ひとまず私を落ち着かせようとしてくれた、モジャさんの慌てっぷりを見て、なんとか冷静さを取り戻す事ができた。

叫ぶ事で多少はスッキリもできたし、何より自分以上に慌ている人を見ると妙に冷静になれるものよね……。

モジャさんにお礼を言い、朝の食事が始まる前に話しておかなければならない事があると、部屋のドアを閉めてもらう。


「それで、話ってなんだ?」

ウェネニーヴとの事なら、おじさんは邪魔する気はないぞと、変に気を回した事を言うので、全力をもって否定する。

「実は……これなの」

そう切り出して、私の手のひら上で死んだふりをしている小マシアラを見せた。

「おお!これは……」

え!もしかして、これがマシアラの成れの果てだと気がついたの!?

「あれだよな、お土産物の定番の『光るガイコツのキーホルダー』だろ!」

どこの定番よ、それは!

「ああ~、エアルは女の子だから、こういうのは買わないか」

何か納得したようで、モジャさんはうんうんと頷いて見せる。うーん、男の子はこういうのをお土産にもらって嬉しいのかしら……?

あ、そんな事より!


「違うのよ、モジャさん。実はこれ……」

そう切り出して、かい摘まんで事情を説明した。

「これが……あのマシアラ!?」

「その通りであります」

モジャさんの言葉に答え、挨拶するみたいに片手をあげたキーホルダーに、彼は驚愕の表情を浮かべた。
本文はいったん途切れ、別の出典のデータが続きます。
//! In-process table store with generated ids and timestamps.

use async_trait::async_trait;
use chrono::{DateTime, Utc};
use serde_json::{Map, Value};
use std::collections::HashMap;
use std::sync::atomic::{AtomicBool, AtomicUsize, Ordering};
use std::sync::Mutex;

use super::{GatewayError, TableStore};

#[derive(Default)]
struct Table {
    next_id: i64,
    rows: Vec<Map<String, Value>>,
}

#[derive(Default)]
pub struct MemoryTableStore {
    tables: Mutex<HashMap<String, Table>>,
    calls: AtomicUsize,
    writes: AtomicUsize,
    offline: AtomicBool,
}

fn row_id(row: &Map<String, Value>) -> Option<i64> {
    row.get("id").and_then(Value::as_i64)
}

fn created_at(row: &Map<String, Value>) -> Option<DateTime<Utc>> {
    row.get("created_at")
        .and_then(Value::as_str)
        .and_then(|s| DateTime::parse_from_rfc3339(s).ok())
        .map(|dt| dt.with_timezone(&Utc))
}

impl MemoryTableStore {
    pub fn new() -> Self {
        Self::default()
    }

    /// Inserts a row as-is (keeping its id), bypassing call counters.
    pub fn seed_row(&self, table: &str, row: Value) {
        if let Value::Object(row) = row {
            let mut tables = self.tables.lock().unwrap_or_else(|e| e.into_inner());
            let table = tables.entry(table.to_string()).or_default();
            if let Some(id) = row_id(&row) {
                table.next_id = table.next_id.max(id);
            }
            table.rows.push(row);
        }
    }

    /// Every operation, reads included.
    pub fn calls(&self) -> usize {
        self.calls.load(Ordering::SeqCst)
    }

    pub fn writes(&self) -> usize {
        self.writes.load(Ordering::SeqCst)
    }

    /// While offline every operation fails with HTTP 503.
    pub fn set_offline(&self, offline: bool) {
        self.offline.store(offline, Ordering::SeqCst);
    }

    fn enter(&self, write: bool) -> Result<(), GatewayError> {
        self.calls.fetch_add(1, Ordering::SeqCst);
        if self.offline.load(Ordering::SeqCst) {
            return Err(GatewayError::Remote {
                status: 503,
                message: "table store offline".to_string(),
            });
        }
        if write {
            self.writes.fetch_add(1, Ordering::SeqCst);
        }
        Ok(())
    }
}

#[async_trait]
impl TableStore for MemoryTableStore {
    async fn select_all(&self, table: &str) -> Result<Vec<Value>, GatewayError> {
        self.enter(false)?;
        let tables = self.tables.lock().unwrap_or_else(|e| e.into_inner());
        let mut rows: Vec<Map<String, Value>> = tables
            .get(table)
            .map(|t| t.rows.clone())
            .unwrap_or_default();
        rows.sort_by(|a, b| {
            created_at(b)
                .cmp(&created_at(a))
                .then_with(|| row_id(b).cmp(&row_id(a)))
        });
        Ok(rows.into_iter().map(Value::Object).collect())
    }

    async fn select_by_id(&self, table: &str, id: i64) -> Result<Option<Value>, GatewayError> {
        self.enter(false)?;
        let tables = self.tables.lock().unwrap_or_else(|e| e.into_inner());
        Ok(tables
            .get(table)
            .and_then(|t| t.rows.iter().find(|r| row_id(r) == Some(id)))
            .cloned()
            .map(Value::Object))
    }

    async fn insert(&self, table: &str, mut row: Map<String, Value>) -> Result<Value, GatewayError> {
        self.enter(true)?;
        let mut tables = self.tables.lock().unwrap_or_else(|e| e.into_inner());
        let table = tables.entry(table.to_string()).or_default();

        table.next_id += 1;
        let now = Value::String(Utc::now().to_rfc3339());
        row.insert("id".to_string(), Value::from(table.next_id));
        row.entry("created_at").or_insert_with(|| now.clone());
        row.entry("updated_at").or_insert(now);

        table.rows.push(row.clone());
        Ok(Value::Object(row))
    }

    async fn update(
        &self,
        table: &str,
        id: i64,
        patch: Map<String, Value>,
    ) -> Result<Option<Value>, GatewayError> {
        self.enter(true)?;
        let mut tables = self.tables.lock().unwrap_or_else(|e| e.into_inner());
        let Some(row) = tables
            .get_mut(table)
            .and_then(|t| t.rows.iter_mut().find(|r| row_id(r) == Some(id)))
        else {
            return Ok(None);
        };
        for (key, value) in patch {
            if key != "id" {
                row.insert(key, value);
            }
        }
        Ok(Some(Value::Object(row.clone())))
    }

    async fn delete(&self, table: &str, id: i64) -> Result<bool, GatewayError> {
        self.enter(true)?;
        let mut tables = self.tables.lock().unwrap_or_else(|e| e.into_inner());
        let Some(table) = tables.get_mut(table) else {
            return Ok(false);
        };
        let before = table.rows.len();
        table.rows.retain(|r| row_id(r) != Some(id));
        Ok(table.rows.len() < before)
    }

    async fn ping(&self) -> Result<(), GatewayError> {
        self.enter(false)
    }
}

#[cfg(test)]
mod tests {
    use super::*;
    use serde_json::json;

    fn obj(value: Value) -> Map<String, Value> {
        match value {
            Value::Object(map) => map,
            _ => unreachable!(),
        }
    }

    #[tokio::test]
    async fn test_insert_generates_ids_and_timestamps() {
        let store = MemoryTableStore::new();
        let a = store.insert("talks", obj(json!({ "title": "a" }))).await.unwrap();
        let b = store.insert("talks", obj(json!({ "title": "b" }))).await.unwrap();
        assert_eq!(a["id"], 1);
        assert_eq!(b["id"], 2);
        assert!(a["created_at"].is_string());
        assert_eq!(store.writes(), 2);
    }

    #[tokio::test]
    async fn test_seed_row_keeps_id_and_advances_counter() {
        let store = MemoryTableStore::new();
        store.seed_row("projects", json!({ "id": 10, "title": "seeded" }));
        let next = store.insert("projects", obj(json!({ "title": "n" }))).await.unwrap();
        assert_eq!(next["id"], 11);
        assert_eq!(store.calls(), 1);
    }

    #[tokio::test]
    async fn test_update_never_rewrites_id() {
        let store = MemoryTableStore::new();
        store.insert("projects", obj(json!({ "title": "t" }))).await.unwrap();
        let row = store
            .update("projects", 1, obj(json!({ "id": 99, "title": "u" })))
            .await
            .unwrap()
            .unwrap();
        assert_eq!(row["id"], 1);
        assert_eq!(row["title"], "u");
    }

    #[tokio::test]
    async fn test_offline_store_fails_every_call() {
        let store = MemoryTableStore::new();
        store.set_offline(true);
        assert!(matches!(
            store.select_all("projects").await,
            Err(GatewayError::Remote { status: 503, .. })
        ));
        assert!(store.ping().await.is_err());
        store.set_offline(false);
        assert!(store.ping().await.is_ok());
    }
}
そんなマシアラを、いまいちどう扱えばいいのかわからないみたいで、モジャさんは私とマシアラの顔を交互に見る。

「……まぁ、ウェネニーヴが受け入れちゃったから、私としては連れていくしかないかなって」

「そうか……」

うちのパーティの最大戦力である、彼女の発言力は何気に大きい。それでも私がダメよと言えば、渋々は諦めてくれるだろうけど……。

「我慢させてる分、たまにはわがままも聞いてあげたいのよね……」

ポツリと呟いた私の言葉に、「お姉ちゃんしてるなぁ」とモジャさん達はからかうように言った。

確かに、可愛い妹分ではあるからね。


「どれ……エアル、ちょっとそいつを貸してくれ」

そう言ったモジャさんに、マシアラを手渡す。

「野郎同士で、ちょーっとお話しようじゃねぇか」

そうして、少し私から距離を取ると、ヒソヒソと何やら話始めた。

「……どんな……ゴーレム……」

「……バインバインな……容姿も自在……」

なにやら漏れ聞こえてくる声から察するに、ろくでもなさそうな内容っぽいわね。

呆れながらも二人の密談が終わるのを待っていると、どうにか話はまとまったみたいで、握手……というかモジャさんが差し出した指を、マシアラが握っていた。


「よし、話は決まった。俺もこいつを連れていく事に賛成しよう」

これで反対意見は無くなった訳か……正直、少し残念な気もするわ。

「それでな、エアル。時々、こいつの作ったゴーレムを、俺も使わせてもらう事があると思うから、その辺は勘弁な」

「はあぁぁっ!?」

テヘッとはにかんだような顔で変な事を言い出すモジャさんに、私は思わず大声をあげてしまった!

「な、何を言ってるのよモジャさん!」

百歩譲って、竜の本能を抑えたり我慢させてるウェネニーヴが……っていうなら理解できるけど、ついでにモジャさんもっていうのは、容認できない!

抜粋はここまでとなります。